Abstract
Objective
The aim of this study was to evaluate the safety and tolerability of sitagliptin 100 mg/day in elderly patients with type 2 diabetes.
Design
A post hoc pooled analysis of 25 randomized, double-blind, parallel group clinical studies with results available as of 1 December 2011.
Setting
Multicenter, international clinical trials.
Subjects
Patients with type 2 diabetes aged 65 years or older.
Interventions
Patients were randomized to sitagliptin 100 mg/day (n = 1,261) or a comparator (n = 1,185) for 12 weeks to 2 years.
Main Outcome Measures
In each study, investigators reported serious and non-serious adverse events that occurred during the study, and serious adverse events occurring within 14 days following the last dose of study drug. This analysis used patient-level data from each study to assess the exposure-adjusted incidence rates of specific adverse events that occurred following initiation of study drug.
Results
Summary measures of adverse events overall were similar between the sitagliptin and non-exposed (active comparator or placebo) groups, except for higher incidences of deaths and drug-related adverse events in the non-exposed group.

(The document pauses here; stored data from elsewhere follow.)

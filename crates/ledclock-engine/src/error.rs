//! Error types for the engine binary.
//!
//! [`EngineError`] is the top-level error type that wraps all possible
//! failure modes during startup and shutdown. Nothing that happens while
//! the clock is running surfaces here; those failures are logged and
//! recovered where they occur.

/// Top-level error for the engine binary.
#[derive(Debug, thiserror::Error)]
pub enum EngineError {
    /// Service configuration loading failed.
    #[error("config error: {source}")]
    Config {
        /// The underlying config error.
        #[from]
        source: ledclock_core::config::ServiceConfigError,
    },

    /// The control API failed to bind or serve.
    #[error("server error: {source}")]
    Server {
        /// The underlying server error.
        #[from]
        source: ledclock_api::ServerError,
    },

    /// The sampling loop task panicked.
    #[error("sampling loop error: {source}")]
    Sampler {
        /// The underlying join error.
        #[from]
        source: tokio::task::JoinError,
    },

    /// Logging could not be initialised.
    #[error("logging error: {message}")]
    Logging {
        /// Description of the failure.
        message: String,
    },
}
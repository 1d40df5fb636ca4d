//! Named control operations over the clock.
//!
//! [`ClockControl`] is what the API layer calls. Each operation is
//! synchronous and touches [`ClockState`] only for a single field read or
//! write, so none of them ever waits on the sampling loop.
//!
//! Timezone and hour-mode changes are validated before anything is
//! mutated, then written to the shared state and persisted. A failed save
//! is logged and otherwise ignored: the in-memory value stays authoritative
//! for the rest of the process lifetime. The setters write the settings
//! file, so async callers run them on a blocking thread.

use std::sync::Arc;

use tracing::{info, warn};

use crate::state::ClockState;
use crate::store::{ConfigStore, PersistedConfig};
use crate::timezone::is_valid_timezone;
use crate::types::{ClockSnapshot, HourMode};

/// Rejections a control operation can return. Neither mutates state.
#[derive(Debug, Clone, PartialEq, Eq, thiserror::Error)]
pub enum ControlError {
    /// A required field was missing, empty, or out of range.
    #[error("{0}")]
    InvalidInput(String),

    /// The string is not a recognized IANA zone.
    #[error("Invalid timezone '{0}' (use IANA format like 'Asia/Dhaka')")]
    InvalidTimezone(String),
}

/// Control surface over the shared clock and its persisted settings.
#[derive(Debug, Clone)]
pub struct ClockControl {
    state: Arc<ClockState>,
    store: ConfigStore,
}

impl ClockControl {
    /// Wrap the shared state and the store its settings persist to.
    pub const fn new(state: Arc<ClockState>, store: ConfigStore) -> Self {
        Self { state, store }
    }

    /// A consistent copy of every clock field.
    pub fn get_time(&self) -> ClockSnapshot {
        self.state.snapshot()
    }

    /// Show the time on the display from the next tick on.
    pub fn start(&self) {
        self.state.set_running(true);
        info!("display started");
    }

    /// Blank the display from the next tick on.
    pub fn stop(&self) {
        self.state.set_running(false);
        info!("display stopped");
    }

    /// Current IANA zone identifier.
    pub fn timezone(&self) -> String {
        self.state.timezone()
    }

    /// Validate, apply, and persist a new zone. Surrounding whitespace is
    /// ignored.
    ///
    /// # Errors
    ///
    /// Returns [`ControlError::InvalidInput`] if the name is blank, or
    /// [`ControlError::InvalidTimezone`] if it is not a known IANA zone.
    pub fn set_timezone(&self, requested: &str) -> Result<String, ControlError> {
        let name = requested.trim();
        if name.is_empty() {
            return Err(ControlError::InvalidInput(
                "Missing 'timezone' field".to_owned(),
            ));
        }
        if !is_valid_timezone(name) {
            return Err(ControlError::InvalidTimezone(name.to_owned()));
        }

        self.state.set_timezone(name);
        self.persist();
        info!(timezone = name, "timezone set");
        Ok(name.to_owned())
    }

    /// Current display hour mode.
    pub fn hour_mode(&self) -> HourMode {
        self.state.hour_mode()
    }

    /// Validate, apply, and persist a new hour mode.
    ///
    /// # Errors
    ///
    /// Returns [`ControlError::InvalidInput`] unless `mode` is 12 or 24.
    pub fn set_hour_mode(&self, mode: i64) -> Result<HourMode, ControlError> {
        let mode = HourMode::try_from(mode).map_err(|e| ControlError::InvalidInput(e.to_string()))?;

        self.state.set_hour_mode(mode);
        self.persist();
        info!(hour_mode = %mode, "hour mode set");
        Ok(mode)
    }

    fn persist(&self) {
        let snap = self.state.snapshot();
        let record = PersistedConfig {
            timezone: snap.timezone,
            hour_mode: snap.hour_mode,
        };
        if let Err(e) = self.store.save(&record) {
            warn!(error = %e, path = %self.store.path().display(), "failed to persist clock settings");
        }
    }
}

Incidence rates of specific adverse events were generally similar between the two groups, with the exception of hypoglycemia. A lower incidence rate of hypoglycemia was observed in the sitagliptin group compared with the non-exposed group [7.0 vs. 14.3 per 100 patient-years; difference −7.6 (95 % CI −11.2 to −4.3]), primarily due to greater use of sulfonylureas in the non-exposed group.
Conclusions
In this pooled safety analysis of elderly patients with type 2 diabetes, treatment with sitagliptin 100 mg/day was generally well tolerated for up to 2 years.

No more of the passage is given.